------ Input data ------
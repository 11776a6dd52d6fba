//! Client configuration.
//!
//! Settings come from an optional `sheetdump.toml` in the working directory
//! (or the file given with `--config`), then command-line flags. With neither,
//! the defaults export the translations spreadsheet to `translations.xlsx`
//! using `credentials.json` and `token.json` from the working directory.

use std::path::{Path, PathBuf};
use std::time::Duration;

use serde::{Deserialize, Serialize};
use sheetdump_core::BoundingRange;
use sheetdump_providers::google::GoogleConfig;

use crate::cli::Cli;

/// The spreadsheet exported when none is configured.
pub const DEFAULT_SPREADSHEET_ID: &str = "1h5pehiIn1lvYS8s9hSD3Vdp7YtrHzlA-Aa6a-9ky0tQ";

/// Configuration for the sheetdump client.
#[derive(Debug, Clone, PartialEq, Eq, Serialize, Deserialize)]
#[serde(default)]
pub struct ClientConfig {
    /// Identifier of the spreadsheet to export.
    pub spreadsheet_id: String,

    /// Output xlsx file.
    pub output: PathBuf,

    /// OAuth client-secret file.
    pub credentials_file: PathBuf,

    /// Stored user credential.
    pub token_path: PathBuf,

    /// Cell range read from every worksheet.
    pub range: String,

    /// Timeout for API and token requests, in seconds.
    pub timeout_secs: u64,

    /// How long to wait for the browser redirect, in seconds.
    pub callback_timeout_secs: u64,

    /// Debug mode.
    pub debug: bool,

    /// Endpoint overrides, for pointing the client at a test server.
    #[serde(skip_serializing_if = "Endpoints::is_default")]
    pub endpoints: Endpoints,
}

/// Optional replacements for Google's URLs.
#[derive(Debug, Clone, Default, PartialEq, Eq, Serialize, Deserialize)]
#[serde(default)]
pub struct Endpoints {
    /// OAuth consent page.
    pub auth_url: Option<String>,
    /// OAuth token endpoint.
    pub token_url: Option<String>,
    /// Sheets API base URL.
    pub api_base: Option<String>,
}

impl Endpoints {
    fn is_default(&self) -> bool {
        *self == Self::default()
    }
}

impl Default for ClientConfig {
    fn default() -> Self {
        Self {
            spreadsheet_id: DEFAULT_SPREADSHEET_ID.to_string(),
            output: PathBuf::from("translations.xlsx"),
            credentials_file: PathBuf::from("credentials.json"),
            token_path: PathBuf::from("token.json"),
            range: BoundingRange::default().to_string(),
            timeout_secs: GoogleConfig::DEFAULT_TIMEOUT_SECS,
            callback_timeout_secs: GoogleConfig::DEFAULT_CALLBACK_TIMEOUT_SECS,
            debug: false,
            endpoints: Endpoints::default(),
        }
    }
}

impl ClientConfig {
    /// Loads configuration from the default path, if the file exists.
    pub fn load() -> Result<Self, String> {
        let path = Self::default_path();
        if path.exists() {
            Self::load_from(&path)
        } else {
            Ok(Self::default())
        }
    }

    /// Loads configuration from a specific path.
    pub fn load_from(path: &Path) -> Result<Self, String> {
        let content = std::fs::read_to_string(path)
            .map_err(|e| format!("failed to read config {}: {}", path.display(), e))?;
        toml::from_str(&content)
            .map_err(|e| format!("failed to parse config {}: {}", path.display(), e))
    }

    /// Returns the default configuration file path.
    pub fn default_path() -> PathBuf {
        PathBuf::from("sheetdump.toml")
    }

    /// Applies command-line overrides.
    pub fn apply_cli(&mut self, cli: &Cli) {
        if let Some(ref id) = cli.spreadsheet_id {
            self.spreadsheet_id = id.clone();
        }
        if let Some(ref output) = cli.output {
            self.output = output.clone();
        }
        if let Some(ref path) = cli.credentials_file {
            self.credentials_file = path.clone();
        }
        if let Some(ref path) = cli.token_path {
            self.token_path = path.clone();
        }
        if let Some(ref range) = cli.range {
            self.range = range.clone();
        }
        if cli.debug {
            self.debug = true;
        }
    }

    /// Parses the configured cell range.
    pub fn bounding_range(&self) -> Result<BoundingRange, String> {
        self.range
            .parse()
            .map_err(|e| format!("invalid range {:?}: {}", self.range, e))
    }

    /// Builds the Google provider configuration.
    pub fn to_google_config(&self) -> Result<GoogleConfig, String> {
        let mut config = GoogleConfig::new()
            .with_credentials_file(&self.credentials_file)
            .with_token_path(&self.token_path)
            .with_timeout(Duration::from_secs(self.timeout_secs))
            .with_callback_timeout(Duration::from_secs(self.callback_timeout_secs));

        if self.endpoints.auth_url.is_some() || self.endpoints.token_url.is_some() {
            let auth_url = self.endpoints.auth_url.clone().unwrap_or(config.auth_url.clone());
            let token_url = self
                .endpoints
                .token_url
                .clone()
                .unwrap_or(config.token_url.clone());
            config = config.with_oauth_endpoints(auth_url, token_url);
        }
        if let Some(ref api_base) = self.endpoints.api_base {
            config = config.with_api_base(api_base);
        }

        config.validate()?;
        Ok(config)
    }

    /// Checks the settings that can be checked without network access.
    pub fn validate(&self) -> Result<(), String> {
        if self.spreadsheet_id.trim().is_empty() {
            return Err("spreadsheet_id must not be empty".to_string());
        }
        if self.output.as_os_str().is_empty() {
            return Err("output must not be empty".to_string());
        }
        self.bounding_range()?;
        self.to_google_config()?;
        Ok(())
    }
}

#[cfg(test)]
mod tests {
    use super::*;
    use clap::Parser;

    #[test]
    fn default_config() {
        let config = ClientConfig::default();
        assert_eq!(config.spreadsheet_id, DEFAULT_SPREADSHEET_ID);
        assert_eq!(config.output, PathBuf::from("translations.xlsx"));
        assert_eq!(config.credentials_file, PathBuf::from("credentials.json"));
        assert_eq!(config.token_path, PathBuf::from("token.json"));
        assert_eq!(config.range, "A1:Z1000");
        assert_eq!(config.bounding_range().unwrap(), BoundingRange::default());
        assert!(config.validate().is_ok());
    }

    #[test]
    fn config_toml_roundtrip() {
        let config = ClientConfig {
            spreadsheet_id: "abc".to_string(),
            debug: true,
            ..Default::default()
        };
        let toml_str = toml::to_string_pretty(&config).unwrap();
        assert!(!toml_str.contains("endpoints"));

        let parsed: ClientConfig = toml::from_str(&toml_str).unwrap();
        assert_eq!(parsed, config);
    }

    #[test]
    fn partial_toml_keeps_defaults() {
        let toml_content = r#"
spreadsheet_id = "other-doc"
output = "out/export.xlsx"
"#;
        let config: ClientConfig = toml::from_str(toml_content).unwrap();
        assert_eq!(config.spreadsheet_id, "other-doc");
        assert_eq!(config.output, PathBuf::from("out/export.xlsx"));
        assert_eq!(config.token_path, PathBuf::from("token.json"));
        assert_eq!(config.timeout_secs, GoogleConfig::DEFAULT_TIMEOUT_SECS);
    }

    #[test]
    fn load_from_file() {
        let dir = tempfile::tempdir().unwrap();
        let path = dir.path().join("sheetdump.toml");
        std::fs::write(&path, "range = \"A1:C5\"\n").unwrap();

        let config = ClientConfig::load_from(&path).unwrap();
        assert_eq!(config.bounding_range().unwrap(), BoundingRange::new(3, 5).unwrap());

        std::fs::write(&path, "range = [").unwrap();
        assert!(ClientConfig::load_from(&path).unwrap_err().contains("parse"));

        let missing = ClientConfig::load_from(&dir.path().join("nope.toml"));
        assert!(missing.unwrap_err().contains("failed to read"));
    }

    #[test]
    fn cli_overrides_config() {
        let cli = Cli::try_parse_from([
            "sheetdump",
            "--spreadsheet-id",
            "from-cli",
            "--output",
            "cli.xlsx",
            "--token-path",
            "/tmp/t.json",
        ])
        .unwrap();

        let mut config = ClientConfig {
            spreadsheet_id: "from-file".to_string(),
            range: "A1:B2".to_string(),
            ..Default::default()
        };
        config.apply_cli(&cli);

        assert_eq!(config.spreadsheet_id, "from-cli");
        assert_eq!(config.output, PathBuf::from("cli.xlsx"));
        assert_eq!(config.token_path, PathBuf::from("/tmp/t.json"));
        assert_eq!(config.range, "A1:B2");
    }

    #[test]
    fn invalid_settings_are_rejected() {
        let bad_range = ClientConfig {
            range: "B2:C3".to_string(),
            ..Default::default()
        };
        assert!(bad_range.validate().unwrap_err().contains("B2:C3"));

        let no_id = ClientConfig {
            spreadsheet_id: " ".to_string(),
            ..Default::default()
        };
        assert!(no_id.validate().is_err());

        let zero_timeout = ClientConfig {
            timeout_secs: 0,
            ..Default::default()
        };
        assert!(zero_timeout.validate().is_err());
    }

    #[test]
    fn google_config_uses_endpoint_overrides() {
        let config = ClientConfig {
            token_path: PathBuf::from("state/token.json"),
            endpoints: Endpoints {
                auth_url: None,
                token_url: Some("http://127.0.0.1:9/token".to_string()),
                api_base: Some("http://127.0.0.1:9/v4/".to_string()),
            },
            ..Default::default()
        };

        let google = config.to_google_config().unwrap();
        assert_eq!(google.token_path, PathBuf::from("state/token.json"));
        assert_eq!(google.token_url, "http://127.0.0.1:9/token");
        assert_eq!(google.auth_url, GoogleConfig::GOOGLE_AUTH_URL);
        assert_eq!(google.api_base, "http://127.0.0.1:9/v4");
    }
}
------
» What you are asked to do
Every line of the listing that includes the word "GoogleConfig" must be copied.

» Response
use sheetdump_providers::google::GoogleConfig;
            timeout_secs: GoogleConfig::DEFAULT_TIMEOUT_SECS,
            callback_timeout_secs: GoogleConfig::DEFAULT_CALLBACK_TIMEOUT_SECS,
    pub fn to_google_config(&self) -> Result<GoogleConfig, String> {
        let mut config = GoogleConfig::new()
        assert_eq!(config.timeout_secs, GoogleConfig::DEFAULT_TIMEOUT_SECS);
        assert_eq!(google.auth_url, GoogleConfig::GOOGLE_AUTH_URL);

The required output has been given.